(What needs to be done) Exactly retype the lines of the material from its first line to the line with "4. Pack every", including both.
=-=-=
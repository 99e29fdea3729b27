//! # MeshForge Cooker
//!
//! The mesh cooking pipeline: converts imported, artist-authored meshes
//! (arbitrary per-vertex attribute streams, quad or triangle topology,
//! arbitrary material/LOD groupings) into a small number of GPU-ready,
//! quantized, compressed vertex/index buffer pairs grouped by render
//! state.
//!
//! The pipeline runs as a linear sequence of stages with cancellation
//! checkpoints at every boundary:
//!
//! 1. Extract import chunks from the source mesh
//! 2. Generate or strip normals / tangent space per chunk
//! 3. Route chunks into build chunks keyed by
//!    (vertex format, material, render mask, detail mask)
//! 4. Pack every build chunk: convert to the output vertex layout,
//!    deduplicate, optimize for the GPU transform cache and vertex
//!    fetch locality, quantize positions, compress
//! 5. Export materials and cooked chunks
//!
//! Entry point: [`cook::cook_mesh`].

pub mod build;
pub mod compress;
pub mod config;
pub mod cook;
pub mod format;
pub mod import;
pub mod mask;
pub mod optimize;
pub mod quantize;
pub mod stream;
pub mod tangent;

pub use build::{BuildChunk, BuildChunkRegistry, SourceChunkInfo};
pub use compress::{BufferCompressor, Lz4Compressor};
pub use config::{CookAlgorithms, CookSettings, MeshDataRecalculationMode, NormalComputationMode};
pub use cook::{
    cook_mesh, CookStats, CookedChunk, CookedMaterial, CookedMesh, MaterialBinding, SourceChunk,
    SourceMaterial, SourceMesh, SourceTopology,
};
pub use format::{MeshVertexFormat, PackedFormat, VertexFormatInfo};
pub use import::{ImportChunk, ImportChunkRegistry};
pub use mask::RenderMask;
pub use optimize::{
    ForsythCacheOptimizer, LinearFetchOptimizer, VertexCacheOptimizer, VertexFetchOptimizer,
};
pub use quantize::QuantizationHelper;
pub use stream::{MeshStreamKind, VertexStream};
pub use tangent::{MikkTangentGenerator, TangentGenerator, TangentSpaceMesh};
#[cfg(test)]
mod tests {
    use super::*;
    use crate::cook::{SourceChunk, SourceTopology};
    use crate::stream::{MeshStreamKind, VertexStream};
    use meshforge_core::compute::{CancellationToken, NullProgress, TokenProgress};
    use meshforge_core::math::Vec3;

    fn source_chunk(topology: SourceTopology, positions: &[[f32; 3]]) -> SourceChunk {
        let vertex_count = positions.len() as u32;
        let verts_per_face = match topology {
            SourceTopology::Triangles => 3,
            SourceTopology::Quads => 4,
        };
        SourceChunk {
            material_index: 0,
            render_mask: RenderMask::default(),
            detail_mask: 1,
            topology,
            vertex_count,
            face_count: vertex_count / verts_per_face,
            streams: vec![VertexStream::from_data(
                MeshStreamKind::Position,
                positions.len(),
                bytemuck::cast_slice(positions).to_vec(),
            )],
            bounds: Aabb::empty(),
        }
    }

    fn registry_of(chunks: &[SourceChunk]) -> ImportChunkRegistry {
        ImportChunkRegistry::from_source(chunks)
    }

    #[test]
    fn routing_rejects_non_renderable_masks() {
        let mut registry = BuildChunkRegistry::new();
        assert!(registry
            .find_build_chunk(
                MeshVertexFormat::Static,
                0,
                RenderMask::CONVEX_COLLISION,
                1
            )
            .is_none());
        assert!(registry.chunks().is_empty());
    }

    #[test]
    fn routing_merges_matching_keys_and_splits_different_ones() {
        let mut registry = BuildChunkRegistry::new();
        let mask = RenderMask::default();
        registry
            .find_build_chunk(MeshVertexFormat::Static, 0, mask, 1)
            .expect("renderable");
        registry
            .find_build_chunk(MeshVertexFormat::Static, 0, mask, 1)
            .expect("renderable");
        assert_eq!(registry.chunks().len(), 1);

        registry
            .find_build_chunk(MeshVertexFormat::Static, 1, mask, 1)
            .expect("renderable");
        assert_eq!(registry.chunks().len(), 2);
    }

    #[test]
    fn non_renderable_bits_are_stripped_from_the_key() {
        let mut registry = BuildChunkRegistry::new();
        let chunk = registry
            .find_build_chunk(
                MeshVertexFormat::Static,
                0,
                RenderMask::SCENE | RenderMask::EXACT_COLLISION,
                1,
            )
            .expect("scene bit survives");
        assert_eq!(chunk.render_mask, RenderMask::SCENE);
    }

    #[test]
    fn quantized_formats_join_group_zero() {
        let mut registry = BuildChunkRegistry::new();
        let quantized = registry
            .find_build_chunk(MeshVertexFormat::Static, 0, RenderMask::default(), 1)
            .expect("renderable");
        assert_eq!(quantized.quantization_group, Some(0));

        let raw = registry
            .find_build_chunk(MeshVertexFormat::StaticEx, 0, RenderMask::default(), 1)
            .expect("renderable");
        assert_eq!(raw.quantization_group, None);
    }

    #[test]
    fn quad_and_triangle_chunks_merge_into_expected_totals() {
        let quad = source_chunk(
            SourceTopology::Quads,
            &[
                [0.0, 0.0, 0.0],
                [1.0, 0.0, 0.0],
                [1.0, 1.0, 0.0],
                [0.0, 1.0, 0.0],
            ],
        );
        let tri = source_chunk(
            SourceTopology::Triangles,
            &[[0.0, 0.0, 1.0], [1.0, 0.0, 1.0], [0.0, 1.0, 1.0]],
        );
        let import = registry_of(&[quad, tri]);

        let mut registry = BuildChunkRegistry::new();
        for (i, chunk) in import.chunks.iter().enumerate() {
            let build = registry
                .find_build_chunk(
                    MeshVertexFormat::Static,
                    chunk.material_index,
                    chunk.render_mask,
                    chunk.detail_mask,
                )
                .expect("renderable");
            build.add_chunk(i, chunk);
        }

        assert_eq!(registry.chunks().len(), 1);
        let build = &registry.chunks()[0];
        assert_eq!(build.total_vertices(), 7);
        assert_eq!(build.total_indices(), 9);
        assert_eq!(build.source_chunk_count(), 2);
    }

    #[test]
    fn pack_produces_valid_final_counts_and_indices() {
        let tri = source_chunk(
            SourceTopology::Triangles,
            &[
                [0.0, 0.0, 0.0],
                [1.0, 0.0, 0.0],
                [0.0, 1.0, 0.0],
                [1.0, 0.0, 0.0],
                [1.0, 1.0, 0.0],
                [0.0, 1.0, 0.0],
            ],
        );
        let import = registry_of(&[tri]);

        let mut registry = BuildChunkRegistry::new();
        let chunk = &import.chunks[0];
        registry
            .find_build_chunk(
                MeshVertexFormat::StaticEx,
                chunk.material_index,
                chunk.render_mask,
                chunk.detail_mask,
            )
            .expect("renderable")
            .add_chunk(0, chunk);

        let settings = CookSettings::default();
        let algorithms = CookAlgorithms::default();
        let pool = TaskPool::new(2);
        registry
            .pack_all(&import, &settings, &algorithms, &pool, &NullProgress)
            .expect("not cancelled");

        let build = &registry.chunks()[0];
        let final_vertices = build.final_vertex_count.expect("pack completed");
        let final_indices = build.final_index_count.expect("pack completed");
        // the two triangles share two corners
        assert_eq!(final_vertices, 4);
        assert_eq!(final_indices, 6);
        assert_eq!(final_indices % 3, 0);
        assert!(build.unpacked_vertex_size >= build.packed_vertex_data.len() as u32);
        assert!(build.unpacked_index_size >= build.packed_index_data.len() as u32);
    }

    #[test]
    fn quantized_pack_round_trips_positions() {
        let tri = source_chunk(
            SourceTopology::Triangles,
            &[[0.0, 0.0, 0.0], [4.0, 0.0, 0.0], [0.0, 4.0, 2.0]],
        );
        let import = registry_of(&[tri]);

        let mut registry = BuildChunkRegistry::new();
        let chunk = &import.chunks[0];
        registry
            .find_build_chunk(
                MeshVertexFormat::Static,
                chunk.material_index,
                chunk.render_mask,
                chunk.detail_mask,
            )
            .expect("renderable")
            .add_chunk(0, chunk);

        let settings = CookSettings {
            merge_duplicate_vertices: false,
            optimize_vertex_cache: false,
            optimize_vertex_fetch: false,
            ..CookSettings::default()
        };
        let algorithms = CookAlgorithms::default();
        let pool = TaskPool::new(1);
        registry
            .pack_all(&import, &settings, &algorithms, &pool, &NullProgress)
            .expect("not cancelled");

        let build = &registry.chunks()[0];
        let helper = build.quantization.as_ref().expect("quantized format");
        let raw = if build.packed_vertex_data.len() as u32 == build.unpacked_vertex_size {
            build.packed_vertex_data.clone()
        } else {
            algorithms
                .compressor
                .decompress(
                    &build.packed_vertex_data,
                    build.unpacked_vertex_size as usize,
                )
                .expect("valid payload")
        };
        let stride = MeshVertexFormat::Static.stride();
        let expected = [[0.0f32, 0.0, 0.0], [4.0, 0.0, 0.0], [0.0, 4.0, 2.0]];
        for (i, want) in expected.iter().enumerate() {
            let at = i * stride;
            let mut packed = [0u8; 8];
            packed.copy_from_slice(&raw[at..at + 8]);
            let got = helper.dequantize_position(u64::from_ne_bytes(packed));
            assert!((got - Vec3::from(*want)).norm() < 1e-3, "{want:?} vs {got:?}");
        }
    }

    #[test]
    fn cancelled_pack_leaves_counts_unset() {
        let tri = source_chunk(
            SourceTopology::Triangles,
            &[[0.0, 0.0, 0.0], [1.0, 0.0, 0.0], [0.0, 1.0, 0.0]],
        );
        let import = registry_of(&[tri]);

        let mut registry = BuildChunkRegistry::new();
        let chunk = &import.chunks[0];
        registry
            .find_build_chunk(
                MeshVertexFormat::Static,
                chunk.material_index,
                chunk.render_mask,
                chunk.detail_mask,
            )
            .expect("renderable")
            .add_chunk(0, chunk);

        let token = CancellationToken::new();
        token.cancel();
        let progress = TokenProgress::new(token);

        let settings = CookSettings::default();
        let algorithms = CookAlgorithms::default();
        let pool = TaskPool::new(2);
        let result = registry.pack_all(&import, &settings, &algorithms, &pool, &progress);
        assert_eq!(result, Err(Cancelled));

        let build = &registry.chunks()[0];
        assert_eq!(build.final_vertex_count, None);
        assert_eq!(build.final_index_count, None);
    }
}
=-=-=
(Response to the exercise)
repository 99e29fdea3729b27
//! # MeshForge Cooker
//!
//! The mesh cooking pipeline: converts imported, artist-authored meshes
//! (arbitrary per-vertex attribute streams, quad or triangle topology,
//! arbitrary material/LOD groupings) into a small number of GPU-ready,
//! quantized, compressed vertex/index buffer pairs grouped by render
//! state.
//!
//! The pipeline runs as a linear sequence of stages with cancellation
//! checkpoints at every boundary:
//!
//! 1. Extract import chunks from the source mesh
//! 2. Generate or strip normals / tangent space per chunk
//! 3. Route chunks into build chunks keyed by
//!    (vertex format, material, render mask, detail mask)
//! 4. Pack every build chunk: convert to the output vertex layout,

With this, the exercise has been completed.